The purpose of this study was to examine the level of ethics practices among Malaysian
companies in their Annual Report 2013. It was found that the majority of the company do
not have code of ethics in their company. However, those who have a formal code of
ethics showed a lack of commitment and did not have any systematic way to promote,
support, and ensure the compliance with the code. These poor results showed that
business players in Malaysia mainly do not have the interest to introduce and maintain
good ethics practices in their transactions and day to day business activities. This may be
the reason why the respondents of the KPMG fraud survey indicated that fraud, bribery,
and corruptions is a major business problem in Malaysia and a majority of them believe
that business cant be done in Malaysia without paying bribes (KPMG, 2013).

This research has a few limitations that can be used as an extension in future research.
Firstly, it concentrated mainly on Malaysian public listed companies. Thus, the results from
this study may not be generalized to non-listed companies and other countries which have
different political, cultural, and economic factors. Future studies should extend the samples
by including many countries i.e. ASEAN countries so that comparisons can be conducted.
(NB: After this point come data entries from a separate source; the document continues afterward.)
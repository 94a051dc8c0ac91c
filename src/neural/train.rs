//! Minibatch training of a signature predictor.
//!
//! Adam with an exponentially decaying learning rate (one decay step per
//! epoch). After every epoch the model is scored on the validation split by
//! the MSE and L1 error of its predicted signature; the best epoch is kept.

use burn::module::AutodiffModule;
use burn::optim::{AdamConfig, GradientsParams, Optimizer};
use burn::prelude::*;
use burn::tensor::backend::AutodiffBackend;
use rand::rngs::StdRng;
use rand::seq::SliceRandom;
use rand::SeedableRng;
use serde::{Deserialize, Serialize};

use super::dataset::Sample;
use super::features;
use super::model::{SignatureNet, SignatureNetConfig};
use crate::error::{Error, Result};

#[derive(Clone, Debug, PartialEq)]
pub struct TrainConfig {
    pub epochs: usize,
    pub batch_size: usize,
    pub learning_rate: f64,
    /// Multiplier applied to the learning rate after each epoch.
    pub lr_decay: f64,
    pub seed: u64,
}

impl Default for TrainConfig {
    fn default() -> Self {
        Self {
            epochs: 20,
            batch_size: 64,
            learning_rate: 1e-3,
            lr_decay: 0.95,
            seed: 0,
        }
    }
}

impl TrainConfig {
    pub fn lr_at(&self, epoch: usize) -> f64 {
        self.learning_rate * self.lr_decay.powi(epoch as i32)
    }
}

#[derive(Clone, Debug, PartialEq, Serialize, Deserialize)]
pub struct EpochReport {
    pub epoch: usize,
    pub lr: f64,
    pub train_loss: f64,
    pub val_mse: f64,
    pub val_l1: f64,
}

/// A trained model (without autodiff) and its history.
pub struct Trained<B: AutodiffBackend> {
    pub model: SignatureNet<B::InnerBackend>,
    pub reports: Vec<EpochReport>,
    /// Index into `reports` of the epoch whose weights were kept.
    pub best: usize,
}

impl<B: AutodiffBackend> Trained<B> {
    pub fn best_report(&self) -> Option<&EpochReport> {
        self.reports.get(self.best)
    }
}

/// Mean squared and absolute error of predicted against true signatures.
pub fn validate<B: Backend>(
    model: &SignatureNet<B>,
    net: &SignatureNetConfig,
    samples: &[Sample],
    batch_size: usize,
    device: &B::Device,
) -> Result<(f64, f64)> {
    if samples.is_empty() {
        return Ok((0.0, 0.0));
    }
    let (mut se, mut ae) = (0.0f64, 0.0f64);
    for chunk in samples.chunks(batch_size.max(1)) {
        let refs: Vec<&Sample> = chunk.iter().collect();
        let preds = model.predict(features::encode_samples::<B>(net, &refs, device)?)?;
        for (p, s) in preds.iter().zip(chunk) {
            let err = *p as f64 - s.signature as f64;
            se += err * err;
            ae += err.abs();
        }
    }
    let n = samples.len() as f64;
    Ok((se / n, ae / n))
}

pub fn train<B: AutodiffBackend>(
    net: &SignatureNetConfig,
    config: &TrainConfig,
    train_set: &[Sample],
    val_set: &[Sample],
    device: &B::Device,
) -> Result<Trained<B>> {
    if train_set.is_empty() {
        return Err(Error::Dataset("no training samples".to_string()));
    }
    let mut model: SignatureNet<B> = net.init(device);
    let mut optimizer = AdamConfig::new().init();
    let mut rng = StdRng::seed_from_u64(config.seed);
    let mut order: Vec<usize> = (0..train_set.len()).collect();
    let mut reports = Vec::new();
    let mut best: Option<(f64, usize, SignatureNet<B::InnerBackend>)> = None;

    for epoch in 0..config.epochs.max(1) {
        let lr = config.lr_at(epoch);
        order.shuffle(&mut rng);
        let mut total = 0.0f64;
        let mut batches = 0usize;

        for chunk in order.chunks(config.batch_size.max(1)) {
            let refs: Vec<&Sample> = chunk.iter().map(|&i| &train_set[i]).collect();
            let signatures: Vec<i32> = refs.iter().map(|s| s.signature).collect();
            let x = features::encode_samples::<B>(net, &refs, device)?;

            let loss = model.loss(x, &signatures)?;
            total += loss
                .clone()
                .into_data()
                .convert::<f64>()
                .to_vec::<f64>()
                .ok()
                .and_then(|v| v.first().copied())
                .unwrap_or(f64::NAN);
            batches += 1;

            let grads = loss.backward();
            let grads = GradientsParams::from_grads(grads, &model);
            model = optimizer.step(lr, model, grads);
        }

        let valid = model.valid();
        let scored = if val_set.is_empty() { train_set } else { val_set };
        let (val_mse, val_l1) = validate(&valid, net, scored, config.batch_size, device)?;
        let report = EpochReport {
            epoch,
            lr,
            train_loss: total / batches.max(1) as f64,
            val_mse,
            val_l1,
        };
        tracing::info!(
            epoch,
            lr,
            train_loss = report.train_loss,
            val_mse,
            val_l1,
            "epoch finished"
        );
        if best.as_ref().map_or(true, |(m, _, _)| val_mse < *m) {
            best = Some((val_mse, reports.len(), valid));
        }
        reports.push(report);
    }

    match best {
        Some((_, index, model)) => Ok(Trained {
            model,
            reports,
            best: index,
        }),
        None => Err(Error::Model("training produced no epochs".to_string())),
    }
}

#[cfg(test)]
mod tests {
    use super::*;
    use crate::braid::Braid;
    use crate::neural::model::ModelKind;
    use burn::backend::{Autodiff, NdArray};

    type B = Autodiff<NdArray>;

    /// σ₁ⁿ for n = 1..=8; the signature is 1 − n throughout.
    fn torus_samples() -> Vec<Sample> {
        (1..=8)
            .map(|n| Sample::from_braid(&Braid::from_signed(2, &vec![1; n]).unwrap()).unwrap())
            .collect()
    }

    #[test]
    fn lr_decays_per_epoch() {
        let cfg = TrainConfig::default();
        assert_eq!(cfg.lr_at(0), 1e-3);
        assert!((cfg.lr_at(2) - 1e-3 * 0.95 * 0.95).abs() < 1e-15);
    }

    #[test]
    fn trains_and_reports_each_epoch() {
        let device = Default::default();
        let net = SignatureNetConfig::new().with_hidden(16).with_dropout(0.0);
        let cfg = TrainConfig {
            epochs: 3,
            batch_size: 4,
            ..TrainConfig::default()
        };
        let samples = torus_samples();
        let trained = train::<B>(&net, &cfg, &samples[..6], &samples[6..], &device).unwrap();
        assert_eq!(trained.reports.len(), 3);
        assert!(trained.best < 3);
        let best = trained.best_report().unwrap();
        assert!(best.val_mse.is_finite() && best.val_l1 >= 0.0);
        assert!(trained.reports.iter().all(|r| r.train_loss.is_finite()));
    }

    #[test]
    fn regression_fits_a_tiny_set() {
        let device = Default::default();
        let net = SignatureNetConfig::new().with_hidden(32).with_dropout(0.0);
        let cfg = TrainConfig {
            epochs: 200,
            batch_size: 8,
            learning_rate: 1e-2,
            lr_decay: 1.0,
            seed: 1,
        };
        let samples = torus_samples();
        let trained = train::<B>(&net, &cfg, &samples, &[], &device).unwrap();
        let first = trained.reports[0].val_mse;
        let best = trained.best_report().unwrap().val_mse;
        assert!(best < first, "mse {best} did not improve on {first}");
    }

    #[test]
    fn classifier_cnn_and_transformer_train() {
        let device = Default::default();
        let samples = torus_samples();
        let cfg = TrainConfig {
            epochs: 2,
            batch_size: 4,
            ..TrainConfig::default()
        };
        for net in [
            SignatureNetConfig::new().with_hidden(8).with_classify(true),
            SignatureNetConfig::new().with_kind(ModelKind::Cnn).with_lk_size(4),
            SignatureNetConfig::new()
                .with_kind(ModelKind::Transformer)
                .with_d_model(16)
                .with_d_ff(32)
                .with_n_layers(1)
                .with_max_len(8)
                .with_classify(true),
        ] {
            let trained = train::<B>(&net, &cfg, &samples, &samples[..2], &device).unwrap();
            assert_eq!(trained.reports.len(), 2);
        }
    }

    #[test]
    fn empty_training_set_is_an_error() {
        let device = Default::default();
        let r = train::<B>(&SignatureNetConfig::new(), &TrainConfig::default(), &[], &[], &device);
        assert!(matches!(r, Err(Error::Dataset(_))));
    }
}
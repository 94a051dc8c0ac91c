//! Genetic search over braid words.
//!
//! Population of words. Survivors are the top quarter, the best is kept
//! unchanged, children come from one-point crossover of two survivors
//! followed by random edit moves. The mutation rate adapts: it decays on
//! improvement and grows after five stale generations. Fitness is
//! evaluated in parallel.

use rand::rngs::StdRng;
use rand::seq::SliceRandom;
use rand::Rng;
use rayon::prelude::*;
use serde::{Deserialize, Serialize};

use super::{SearchConfig, Strategy};
use crate::braid::moves::random_neighbor;
use crate::braid::Braid;
use crate::target::{Evaluation, Evaluator};

/// Generations without improvement before the mutation rate grows.
const PLATEAU: u64 = 5;

#[derive(Clone, Debug, PartialEq, Serialize, Deserialize)]
#[serde(default)]
pub struct GeneticConfig {
    pub population: usize,
    /// Initial probability of each extra mutation step.
    pub mutation_rate: f64,
    /// Extra mutation steps per child at most.
    pub max_mutations: usize,
}

impl Default for GeneticConfig {
    fn default() -> Self {
        Self {
            population: 48,
            mutation_rate: 0.4,
            max_mutations: 3,
        }
    }
}

pub struct Genetic {
    search: SearchConfig,
    config: GeneticConfig,
    generation: u64,
    best_energy: f64,
    mutation_rate: f64,
    stale_count: u64,
}

impl Genetic {
    pub fn new(search: SearchConfig, config: GeneticConfig) -> Self {
        let mutation_rate = config.mutation_rate;
        Self {
            search,
            config,
            generation: 0,
            best_energy: f64::INFINITY,
            mutation_rate,
            stale_count: 0,
        }
    }

    pub fn generation(&self) -> u64 {
        self.generation
    }

    pub fn mutation_rate(&self) -> f64 {
        self.mutation_rate
    }

    /// Adapt the mutation rate to the best energy of a new generation.
    pub fn adapt(&mut self, generation_best: f64) {
        let base = self.config.mutation_rate;
        if generation_best < self.best_energy {
            self.best_energy = generation_best;
            self.stale_count = 0;
            self.mutation_rate = (self.mutation_rate * 0.9).max(base * 0.5);
        } else {
            self.stale_count += 1;
            if self.stale_count >= PLATEAU {
                self.mutation_rate = (self.mutation_rate * 1.3).min(1.0);
            }
        }
    }

    fn breed(&self, survivors: &[Braid], rng: &mut StdRng) -> Vec<Braid> {
        let size = self.config.population.max(4);
        let (_, max_len) = self.search.length_range();
        let weights = self.search.move_weights();

        // elitism: the best goes through unchanged
        let mut children = vec![survivors[0].clone()];
        while children.len() < size {
            let (Some(a), Some(b)) = (survivors.choose(rng), survivors.choose(rng)) else {
                break;
            };
            let mut child = crossover(a, b, max_len, rng);
            let (_, mutated) = random_neighbor(&child, &weights, max_len, rng);
            child = mutated;
            for _ in 0..self.config.max_mutations {
                if rng.gen::<f64>() >= self.mutation_rate {
                    break;
                }
                let (_, mutated) = random_neighbor(&child, &weights, max_len, rng);
                child = mutated;
            }
            children.push(child);
        }
        children
    }
}

/// One-point crossover: a prefix of `a` followed by a suffix of `b`.
pub fn crossover<R: Rng + ?Sized>(a: &Braid, b: &Braid, max_len: usize, rng: &mut R) -> Braid {
    let i = rng.gen_range(0..=a.len());
    let j = rng.gen_range(0..=b.len());
    let mut word = a.word()[..i].to_vec();
    word.extend_from_slice(&b.word()[j..]);
    word.truncate(max_len.max(1));
    let strands = a.strands().max(b.strands());
    Braid::new(strands, word).unwrap_or_else(|_| a.clone())
}

impl Strategy for Genetic {
    fn name(&self) -> &'static str {
        "genetic"
    }

    fn run(&mut self, evaluator: &Evaluator, rng: &mut StdRng) -> Vec<f64> {
        let size = self.config.population.max(4);
        let survivors = (size / 4).max(1);
        let mut population: Vec<Braid> =
            (0..size).map(|_| self.search.random_braid(rng)).collect();
        let mut history = Vec::new();

        while !evaluator.exhausted() {
            let mut scored: Vec<Evaluation> =
                population.par_iter().map(|b| evaluator.evaluate(b)).collect();
            scored.sort_by(|a, b| a.energy.total_cmp(&b.energy));

            let generation_best = scored.first().map_or(f64::INFINITY, |e| e.energy);
            self.adapt(generation_best);
            tracing::debug!(
                generation = self.generation,
                best = generation_best,
                mutation_rate = self.mutation_rate,
                "generation evaluated"
            );

            let parents: Vec<Braid> = scored
                .into_iter()
                .take(survivors)
                .map(|e| e.braid)
                .collect();
            population = self.breed(&parents, rng);
            self.generation += 1;
            history.push(evaluator.best_energy());
        }
        history
    }
}
use serde::{Deserialize, Serialize};
use strum_macros::{Display, EnumString};
use utoipa::ToSchema;

use super::null_as_default;

/// Attendance for one employee on one day.
///
/// `NotMarked` is never persisted: it is what an employee resolves to when the
/// HR API holds no record for the day.
#[derive(
    Debug, Copy, Clone, Eq, PartialEq, Hash, Serialize, Deserialize, Display, EnumString,
    ToSchema,
)]
pub enum AttendanceStatus {
    Present,
    Absent,
    #[serde(rename = "Not Marked")]
    #[strum(serialize = "Not Marked")]
    NotMarked,
}

/// A stored attendance record as the HR API returns it.
///
/// `date` is an opaque `YYYY-MM-DD` key and `status` is kept as the raw wire
/// string; validating it is the server's job.
#[derive(Debug, Clone, PartialEq, Eq, Serialize, Deserialize, ToSchema)]
#[serde(rename_all = "camelCase")]
#[schema(
    example = json!({
        "employeeId": "EMP001",
        "date": "2024-01-01",
        "status": "Present"
    })
)]
pub struct AttendanceRecord {
    #[serde(default, deserialize_with = "null_as_default")]
    pub employee_id: String,
    #[schema(example = "2024-01-01", format = "date")]
    #[serde(default, deserialize_with = "null_as_default")]
    pub date: String,
    #[schema(example = "Present")]
    #[serde(default, deserialize_with = "null_as_default")]
    pub status: String,
}

impl AttendanceRecord {
    pub fn is_present(&self) -> bool {
        matches!(self.status.parse::<AttendanceStatus>(), Ok(AttendanceStatus::Present))
    }

    /// Daily status carried by this record; unknown strings count as not marked.
    pub fn resolved_status(&self) -> AttendanceStatus {
        match self.status.parse::<AttendanceStatus>() {
            Ok(AttendanceStatus::Present) => AttendanceStatus::Present,
            Ok(AttendanceStatus::Absent) => AttendanceStatus::Absent,
            _ => AttendanceStatus::NotMarked,
        }
    }
}

#[cfg(test)]
mod tests {
    use super::*;

    fn record(status: &str) -> AttendanceRecord {
        AttendanceRecord {
            employee_id: "EMP001".into(),
            date: "2024-01-01".into(),
            status: status.into(),
        }
    }

    #[test]
    fn not_marked_uses_spaced_wire_name() {
        assert_eq!(AttendanceStatus::NotMarked.to_string(), "Not Marked");
        assert_eq!(
            serde_json::to_value(AttendanceStatus::NotMarked).unwrap(),
            serde_json::json!("Not Marked")
        );
        let parsed: AttendanceStatus = serde_json::from_value(serde_json::json!("Absent")).unwrap();
        assert_eq!(parsed, AttendanceStatus::Absent);
    }

    #[test]
    fn unknown_wire_status_resolves_to_not_marked() {
        assert_eq!(record("Present").resolved_status(), AttendanceStatus::Present);
        assert_eq!(record("Absent").resolved_status(), AttendanceStatus::Absent);
        assert_eq!(record("Late").resolved_status(), AttendanceStatus::NotMarked);
        assert_eq!(record("present").resolved_status(), AttendanceStatus::NotMarked);
    }

    #[test]
    fn null_status_reads_as_not_marked() {
        let records: Vec<AttendanceRecord> = serde_json::from_value(serde_json::json!([
            {"employeeId": "E1", "date": "2024-01-01", "status": null}
        ]))
        .unwrap();
        assert_eq!(records[0].status, "");
        assert_eq!(records[0].resolved_status(), AttendanceStatus::NotMarked);
        assert!(!records[0].is_present());
    }

    #[test]
    fn only_exact_present_counts_as_present() {
        assert!(record("Present").is_present());
        assert!(!record("present").is_present());
        assert!(!record("Late").is_present());
    }
}
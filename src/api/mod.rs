pub mod attendance;
pub mod dashboard;
pub mod employee;
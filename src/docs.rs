use crate::api::attendance::{
    MarkAttendance, MarkResponse, RecordsResponse, RosterResponse, RosterRow, SummaryCard,
};
use crate::api::dashboard::{DashboardResponse, StatCard};
use crate::api::employee::EmployeeListResponse;
use crate::model::attendance::{AttendanceRecord, AttendanceStatus};
use crate::model::dashboard::{DashboardStats, TrendPoint};
use crate::model::employee::{Employee, NewEmployee};
use crate::reconcile::{EmployeeAttendanceSummary, RosterEntry};
use utoipa::OpenApi;

#[derive(OpenApi)]
#[openapi(
    info(
        title = "HR Portal API",
        version = "1.0.0",
        description = r#"
## HR Portal

View endpoints for a small **human resources** front end. Every endpoint reads
from, or writes through to, the upstream HR REST API and returns ready-to-render
view models.

### Views
- **Dashboard**
  - Headcount, today's attendance and the recent attendance trend
- **Employees**
  - List, add and remove employees
- **Attendance**
  - Daily roster with each employee's status (`Present`, `Absent`, `Not Marked`)
  - Mark attendance for a day
  - History grouped per employee with present/absent totals

### Errors
Failures return `{"message": "..."}`; `502` means the HR API failed or
rejected the request.
"#,
    ),
    paths(
        crate::api::dashboard::get_dashboard,

        crate::api::employee::list_employees,
        crate::api::employee::create_employee,
        crate::api::employee::delete_employee,

        crate::api::attendance::get_roster,
        crate::api::attendance::mark_attendance,
        crate::api::attendance::get_records
    ),
    components(
        schemas(
            Employee,
            NewEmployee,
            EmployeeListResponse,
            AttendanceRecord,
            AttendanceStatus,
            RosterEntry,
            RosterRow,
            RosterResponse,
            MarkAttendance,
            MarkResponse,
            EmployeeAttendanceSummary,
            SummaryCard,
            RecordsResponse,
            DashboardStats,
            TrendPoint,
            StatCard,
            DashboardResponse
        )
    ),
    tags(
        (name = "Dashboard", description = "Dashboard metrics"),
        (name = "Employee", description = "Employee roster management"),
        (name = "Attendance", description = "Daily attendance and history"),
    )
)]
pub struct ApiDoc;

#[cfg(test)]
mod tests {
    use super::*;

    #[test]
    fn openapi_lists_view_paths() {
        let doc = ApiDoc::openapi();
        let paths: Vec<&String> = doc.paths.paths.keys().collect();
        for expected in [
            "/api/dashboard",
            "/api/employees",
            "/api/employees/{employee_id}",
            "/api/attendance",
            "/api/attendance/roster",
            "/api/attendance/records",
        ] {
            assert!(
                paths.iter().any(|p| p.as_str() == expected),
                "missing {expected}"
            );
        }
    }
}
use actix_web::{HttpResponse, ResponseError, http::StatusCode};
use derive_more::Display;
use serde_json::json;

use crate::client::ApiError;

/// Errors surfaced to the browser as `{"message": ...}`.
#[derive(Debug, Display)]
pub enum PortalError {
    #[display(fmt = "{}", _0)]
    BadRequest(String),
    #[display(fmt = "{}", _0)]
    NotFound(String),
    #[display(fmt = "{}", _0)]
    Conflict(String),
    /// The HR API failed or rejected the call; `message` is what the user sees
    #[display(fmt = "{}", message)]
    Upstream { message: String, source: ApiError },
}

impl PortalError {
    /// Logs the upstream failure and keeps only `message` for the response.
    pub fn upstream(message: &str, source: ApiError) -> Self {
        tracing::error!(error = %source, "{}", message);
        PortalError::Upstream {
            message: message.to_string(),
            source,
        }
    }
}

impl std::error::Error for PortalError {
    fn source(&self) -> Option<&(dyn std::error::Error + 'static)> {
        match self {
            PortalError::Upstream { source, .. } => Some(source),
            _ => None,
        }
    }
}

impl ResponseError for PortalError {
    fn status_code(&self) -> StatusCode {
        match self {
            PortalError::BadRequest(_) => StatusCode::BAD_REQUEST,
            PortalError::NotFound(_) => StatusCode::NOT_FOUND,
            PortalError::Conflict(_) => StatusCode::CONFLICT,
            PortalError::Upstream { .. } => StatusCode::BAD_GATEWAY,
        }
    }

    fn error_response(&self) -> HttpResponse {
        HttpResponse::build(self.status_code()).json(json!({
            "message": self.to_string()
        }))
    }
}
Secondly, data were collected for only one (1) year; i.e. 2013. A longer period of study
such as five (5) years of data analysis may give more accurate results. Thirdly, the
disclosure items selected for ethics practices were solely based on MCCG 2012.
Therefore, other factors or variables may be excluded from this study. Future research
should incorporate international best practices such as Organisation for Economic Co-
operation and Development (OECD), International Corporate Governance Network
(ICGN), Global Reporting Initiative (GRI) report, and many others.